My Production Director friend at Station B said “I have a number of part time employees that are right out of college. I have a list of all the local college TV instructors. I contact them whenever I have an opening, asking them to have their best students email me a resume. I know all these teachers personally, having visited their college production facilities.
Once I post the position, I wait for 4 or so days to get a selection of student resumes to review; the best of them, I interview (these days via Zoom). I always keep the ones who do not get hired in a file so when I do have another opening, I can reach out. Pre-covid, I brought on interns; this was the best source of future employees. Now it's entirely through our company's website.”
He continued, “We've had a few people have to learn new positions; I tried not to have employees hover over or next to each other; fortunately we'd shot basic how-to videos for Audio and CG, plus printer shot sheets for all the standard camera shots. This at least minimized close contact. I got a refresher course on the switcher using an IPhone and a flexible phone holder should I be pressed into directing.

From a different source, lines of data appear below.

//! The outbound bot surface over a live gateway connection.
//!
//! [`Bot`] is the runtime's [`Outbound`] implementation: it resolves a
//! chain's media, encodes the main frame plus one frame per voice element,
//! and sends each as a correlated command on the gateway.

use std::sync::Arc;

use async_trait::async_trait;
use serde_json::Value;
use tracing::{debug, warn};

use usagi_core::{ApiError, ApiResult, Chain, ChainSettings, HandlerResult, ResourceResolver};
use usagi_framework::Outbound;
use usagi_transport::Gateway;

/// One bot account bound to one gateway connection.
pub struct Bot {
    gateway: Gateway,
    resolver: Arc<ResourceResolver>,
    settings: ChainSettings,
}

impl Bot {
    /// Creates the outbound surface over a connected gateway.
    pub fn new(gateway: Gateway, resolver: Arc<ResourceResolver>, settings: ChainSettings) -> Self {
        Self {
            gateway,
            resolver,
            settings,
        }
    }

    /// The underlying gateway handle.
    pub fn gateway(&self) -> &Gateway {
        &self.gateway
    }

    /// Resolves and sends a chain; returns the main frame's message id.
    ///
    /// Voice elements go out as separate frames after the main one, in
    /// order. A voice frame that fails, whether rejected by the gateway or
    /// lost to a transport error, is logged and skipped so it cannot
    /// retract the already-sent main message.
    pub async fn send(&self, mut chain: Chain) -> HandlerResult<i64> {
        chain.resolve(&self.resolver).await?;
        let session = self.gateway.session_key();

        let reply = self
            .gateway
            .send_and_await(|id| {
                chain
                    .frame(&session, id)
                    .map_err(|e| ApiError::Protocol(e.to_string()))
            })
            .await?;
        let message_id = message_id_from(&reply)?;
        debug!(message_id, command = chain.command(), "message sent");

        for index in 0..chain.voice_count() {
            let outcome = self
                .gateway
                .send_and_await(|id| {
                    chain
                        .voice_frame(index, &session, id)
                        .map_err(|e| ApiError::Protocol(e.to_string()))
                })
                .await;
            settle_voice_frame(index, outcome);
        }

        Ok(message_id)
    }
}

#[async_trait]
impl Outbound for Bot {
    async fn push(&self, chain: Chain) -> HandlerResult<i64> {
        self.send(chain).await
    }

    fn chain_settings(&self) -> ChainSettings {
        self.settings.clone()
    }
}

/// Settles one voice frame's outcome.
///
/// The main frame is already out by the time voices go, so a failed voice
/// frame, transport error or gateway rejection alike, is logged and
/// absorbed rather than surfaced to the caller.
fn settle_voice_frame(index: usize, outcome: ApiResult<Value>) {
    match outcome.and_then(|reply| message_id_from(&reply)) {
        Ok(message_id) => debug!(index, message_id, "voice frame sent"),
        Err(e) => warn!(index, error = %e, "voice frame not delivered"),
    }
}

/// Checks a send reply's status code and extracts the assigned message id.
fn message_id_from(reply: &Value) -> ApiResult<i64> {
    if let Some(code) = reply["code"].as_i64()
        && code != 0
    {
        return Err(ApiError::Protocol(format!(
            "gateway returned code {code}: {}",
            reply["msg"].as_str().unwrap_or("no message")
        )));
    }
    Ok(reply["messageId"].as_i64().unwrap_or(0))
}

#[cfg(test)]
mod tests {
    use super::*;
    use futures::{SinkExt, StreamExt};
    use serde_json::json;
    use std::time::Duration;
    use tokio::net::TcpListener;
    use tokio_tungstenite::tungstenite::Message;
    use usagi_core::{
        ConversationKind, MediaUploader, PassthroughCodec, RenderRequest, ResolveResult,
        TextRenderer,
    };
    use usagi_transport::{EventSink, GatewayConfig, ReconnectConfig};

    struct NullSink;

    #[async_trait]
    impl EventSink for NullSink {
        async fn on_event(&self, _payload: Value) {}
    }

    struct StaticUploader;

    #[async_trait]
    impl MediaUploader for StaticUploader {
        async fn upload_image(
            &self,
            _bytes: Vec<u8>,
            _kind: ConversationKind,
        ) -> ResolveResult<String> {
            Ok("image-id".to_string())
        }

        async fn upload_voice(
            &self,
            _bytes: Vec<u8>,
            _kind: ConversationKind,
        ) -> ResolveResult<String> {
            Ok("voice-id".to_string())
        }
    }

    struct StubRenderer;

    #[async_trait]
    impl TextRenderer for StubRenderer {
        async fn render(&self, request: RenderRequest) -> ResolveResult<Vec<u8>> {
            Ok(request.text.into_bytes())
        }
    }

    fn resolver() -> Arc<ResourceResolver> {
        Arc::new(ResourceResolver::new(
            Arc::new(StaticUploader),
            Arc::new(PassthroughCodec),
            Arc::new(StubRenderer),
        ))
    }

    /// Serves one session: handshake, one answered frame, then hangs up.
    async fn serve_one_reply(listener: TcpListener) {
        let (stream, _) = listener.accept().await.unwrap();
        let mut ws = tokio_tungstenite::accept_async(stream).await.unwrap();
        ws.send(Message::Text(
            json!({ "syncId": "", "data": { "code": 0, "session": "sess" } })
                .to_string()
                .into(),
        ))
        .await
        .unwrap();

        while let Some(Ok(frame)) = ws.next().await {
            let Message::Text(text) = frame else { continue };
            let value: Value = serde_json::from_str(&text).unwrap();
            let sync_id = value["syncId"].as_i64().unwrap();
            let reply = json!({
                "syncId": sync_id.to_string(),
                "data": { "code": 0, "msg": "success", "messageId": 777 },
            });
            ws.send(Message::Text(reply.to_string().into()))
                .await
                .unwrap();
            break;
        }
        // Dropping the socket severs the connection before any voice frame
        // can be answered.
    }

    #[tokio::test]
    async fn connection_loss_on_voice_frames_keeps_main_message_id() {
        let listener = TcpListener::bind("127.0.0.1:0").await.unwrap();
        let addr = listener.local_addr().unwrap();
        tokio::spawn(serve_one_reply(listener));

        let config = GatewayConfig {
            url: format!("ws://{addr}"),
            verify_key: "vk".to_string(),
            account: 900,
            auto_reconnect: false,
            reconnect: ReconnectConfig::default(),
            api_timeout: Duration::from_millis(300),
        };
        let gateway = Gateway::connect(config, Arc::new(NullSink)).await.unwrap();
        let bot = Bot::new(gateway, resolver(), ChainSettings::default());

        let chain = Chain::direct(5, ChainSettings::default())
            .text("hello")
            .voice(vec![1u8, 2, 3]);

        // The main frame is acknowledged with id 777; the voice frame can
        // only fail. The send must still report the main id.
        let message_id = bot.send(chain).await.unwrap();
        assert_eq!(message_id, 777);
    }

    #[test]
    fn voice_frame_failures_are_absorbed() {
        settle_voice_frame(0, Err(ApiError::NotConnected));
        settle_voice_frame(1, Ok(json!({ "code": 500, "msg": "rejected" })));
        settle_voice_frame(2, Ok(json!({ "code": 0, "messageId": 9 })));
    }

    #[test]
    fn successful_reply_yields_message_id() {
        let reply = json!({ "code": 0, "msg": "success", "messageId": 1234 });
        assert_eq!(message_id_from(&reply).unwrap(), 1234);
    }

    #[test]
    fn nonzero_code_is_a_protocol_error() {
        let reply = json!({ "code": 5, "msg": "target not found" });
        let err = message_id_from(&reply).unwrap_err();
        assert!(matches!(err, ApiError::Protocol(_)));
        assert!(err.to_string().contains("target not found"));
    }

    #[test]
    fn missing_message_id_defaults_to_zero() {
        // Some commands acknowledge without assigning an id.
        let reply = json!({ "code": 0, "msg": "success" });
        assert_eq!(message_id_from(&reply).unwrap(), 0);
    }
}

Surprisingly, recruiting has not been an issue. Turn over slowed to a crawl when the pandemic hit; it is only now returning to normal levels (3 part timers move on per year, after about a year in the position; once every 18 months for full timers). My main tip; ALWAYS have a succession plan in place, and ALWAYS have a couple of names in your file that you can call should you need someone. Certainly, know the local college's TV Production departments.
COVID has caused a lot of juggling too. When someone calls me and has to stay home for a week due to contact with someone positive, we cover the best we can. I also keep a list of former, well-trained local ex-employees and use them fairly regularly. I even had two former directors come back and get re-familiarized with the switcher, all "just in case." Of course I do a fair amount of crew work, especially when I get very little lead time before I have to fill for the person.
Our Engineering department, which is small, has had no turnover for a couple years. The company does not pay for high end training that I am aware of.”